Voting forms, contained in bright-red covers remarkably like the menus in Hong Kong's cheap and cheerful eating establishments, were solemly dished out to a Chinese-appointed selection committee yesterday. Their task was to select members for a new Hong Kong legislature to rival the existing Legislative Council, which will be scrapped when British rule ends in July. "Maybe it's not very democratic in the Western sense," said Lau Sui-kai, the chief election officer, "but it's practical in the Hong Kong situation".

In an interview with The Independent on Sunday, the Governor, Chris Patten, said he had worked out that just 0.015 per cent of the people entitled to vote in the 1995 elections were given a vote at yesterday's selection session. As the members of the committee gathered in the Chinese border town of Shenzhen, he described theprocess as a "bizarre farce".

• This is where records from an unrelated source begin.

//! # MintScope Backend
//!
//! Ownership reconciliation and engagement analytics for NFT portals.
//!
//! Given one wallet's ownership snapshot, the collection catalog, the event
//! catalog and an administrator display policy, the engine decides which
//! assets count toward engagement metrics, attributes each to the event it
//! commemorates, and derives daily/weekly/monthly series, growth trends,
//! per-collection stats and a month calendar.
//!
//! ## Architecture
//!
//! The crate is organized into several logical modules:
//!
//! - [`models`]: Domain inputs (assets, collections, events, display policy) and UTC date helpers
//! - [`api`]: Output DTOs handed to presentation layers
//! - [`services`]: The pure engine (matching, binding, scope, buckets, growth, calendar)
//! - [`db`]: Collaborator trait, in-memory repository and the snapshot loader
//! - [`parsing`]: Normalisation of loosely-typed chain object listings
//! - [`config`]: TOML engine configuration
//!
//! ## Determinism
//!
//! Every engine entry point takes `now` explicitly and puts its inputs in a
//! total order first (see [`services::canonical`]), so the same records in any
//! order always produce identical output.

// Allow large error types - RepositoryError contains rich context for debugging
#![allow(clippy::result_large_err)]

pub mod api;
pub mod config;
pub mod db;
pub mod models;
pub mod parsing;
pub mod services;

pub use config::{ConfigError, EngineConfig};
pub use services::{
    compute_activity_stats, compute_calendar_projection, ActivityEngine, EngineSnapshot,
};
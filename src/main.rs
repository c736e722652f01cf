//! # mindbase CLI
//!
//! The `mindbase` binary is the single entry point for the service: database
//! initialization, document ingestion, retrieval inspection, the interactive
//! console session, and the HTTP chat server.
//!
//! ## Usage
//!
//! ```bash
//! mindbase --config ./config/mindbase.toml <command>
//! ```
//!
//! ## Commands
//!
//! | Command | Description |
//! |---------|-------------|
//! | `mindbase init` | Create the SQLite store and run schema migrations |
//! | `mindbase ingest` | Load, chunk, embed, and store the data directory |
//! | `mindbase stats` | Show vector store statistics |
//! | `mindbase clear` | Remove every stored chunk |
//! | `mindbase search "<query>"` | Inspect retrieval for a query |
//! | `mindbase chat` | Interactive console chat session |
//! | `mindbase serve` | Start the HTTP chat service |

use clap::{Parser, Subcommand};
use std::path::PathBuf;

use mindbase::{config, db, ingest, migrate, repl, search, server};

/// mindbase — a retrieval-augmented chat assistant backend.
///
/// All commands accept a `--config` flag pointing to a TOML configuration
/// file. See `config/mindbase.example.toml` for a full example.
#[derive(Parser)]
#[command(
    name = "mindbase",
    about = "mindbase — a retrieval-augmented chat assistant backend",
    version,
    long_about = "mindbase ingests a directory of source documents, embeds them into a local \
    vector store, and answers chat messages from the retrieved content via a hosted completion \
    model, exposed over a CLI and an HTTP service."
)]
struct Cli {
    /// Path to configuration file (TOML).
    #[arg(long, global = true, default_value = "./config/mindbase.toml")]
    config: PathBuf,

    #[command(subcommand)]
    command: Commands,
}

/// Top-level CLI commands.
#[derive(Subcommand)]
enum Commands {
    /// Initialize the vector store schema.
    ///
    /// Creates the SQLite database file and the documents table. Idempotent.
    Init,

    /// Ingest the configured data directory.
    ///
    /// Loads PDF/Markdown/text files, splits them into overlapping chunks,
    /// embeds each chunk, and writes everything into the store. Re-running
    /// without `--clear` duplicates previously ingested content.
    Ingest {
        /// Remove all existing chunks before ingesting.
        #[arg(long)]
        clear: bool,

        /// Show document and chunk counts without embedding or writing.
        #[arg(long)]
        dry_run: bool,

        /// Maximum number of source documents to process.
        #[arg(long)]
        limit: Option<usize>,
    },

    /// Show vector store statistics.
    Stats,

    /// Remove every stored chunk.
    Clear,

    /// Inspect retrieval for a query.
    ///
    /// Embeds the query, runs vector search, and prints the ranked chunks
    /// with similarity scores.
    Search {
        /// The query string.
        query: String,

        /// Maximum number of results (defaults to retrieval.top_k).
        #[arg(long)]
        limit: Option<usize>,
    },

    /// Start an interactive console chat session.
    ///
    /// Maintains a conversation transcript with a token budget; the oldest
    /// turns are dropped once the budget is exceeded.
    Chat,

    /// Start the HTTP chat service.
    ///
    /// Binds to `[server].bind` and serves /chat, /chat/stream, /health,
    /// and /debug/retrieve.
    Serve,
}

#[tokio::main]
async fn main() -> anyhow::Result<()> {
    let cli = Cli::parse();
    let cfg = config::load_config(&cli.config)?;

    match cli.command {
        Commands::Init => {
            let pool = db::connect(&cfg).await?;
            migrate::run_migrations(&pool).await?;
            pool.close().await;
            println!("Vector store initialized successfully.");
        }
        Commands::Ingest {
            clear,
            dry_run,
            limit,
        } => {
            ingest::run_ingest(&cfg, clear, dry_run, limit).await?;
        }
        Commands::Stats => {
            ingest::run_stats(&cfg).await?;
        }
        Commands::Clear => {
            ingest::run_clear(&cfg).await?;
        }
        Commands::Search { query, limit } => {
            search::run_search(&cfg, &query, limit).await?;
        }
        Commands::Chat => {
            repl::run_chat(&cfg).await?;
        }
        Commands::Serve => {
            server::run_server(&cfg).await?;
        }
    }

    Ok(())
}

Inside the unprepossessing Hall of Shenzhen, a blaze of crimson from carpets, curtains and everything else, the process appeared more like synchronised swimming - even the applause had been practised. Dressed in their best, Hong Kong's richest men and women, interspersed with old- time left-wingers, frowned their way through the list of 130 candidates, careful not to select more than 12 holding foreign passports (marked neatly with an asterisk) to avoid having their ballot disqualified. About 3 per cent failed this simple intelligence test, but were spared the embarrassment of being named.

As for the rest, they did almost exactly what they were expected to do by ensuring that 33 members of the rival legislature will be drawn from the existing Legislative Council.

Six "acceptable" democrats were installed to show how tolerant the selectors could be of opposition voices, while eight candidates who failed to gain election in 1995 succeeded in this less demanding poll. The new council will even have one British member: Elsie Tu, the 83-year-old politician who has become a bitter enemy of the Governor.

But to ensure that the new legislature will not be troublesome, the majority of its members are drawn from pro-Peking parties. This contrasts with the structure of the current legislature, where the majority of members were elected on pro-democracy platforms. The stage is now set for the 60 members of the new body to return to Shenzhen for weekly meetings until July, when they can hold their proceedings in Hong Kong without the threat of a court challenge to their legal status or demonstrations by democracy supporters, who turned out again yesterday.

Shenzhen is hardly an ideal venue. It is a typical frontier town whose gleaming skyscrapers fail to conceal its Wild West tendencies. The city hailed by China's paramount leader, Deng Xiaoping, as an example of economic development, also seems to be an example of uninhibited prostitution and drug dealing.

Yesterday, China's Vice-Premier Qian Qichen blamed Britain for forcing China to hold meetings in Shenzhen, because of its refusal to recognise the provisional legislature. He said that Britain's unwillingness to recognise reality was a sign of "helplessness" and did not bother to respond to the British challenge, issued on Friday, to take the issue of the rival legislature's legality to international arbitration.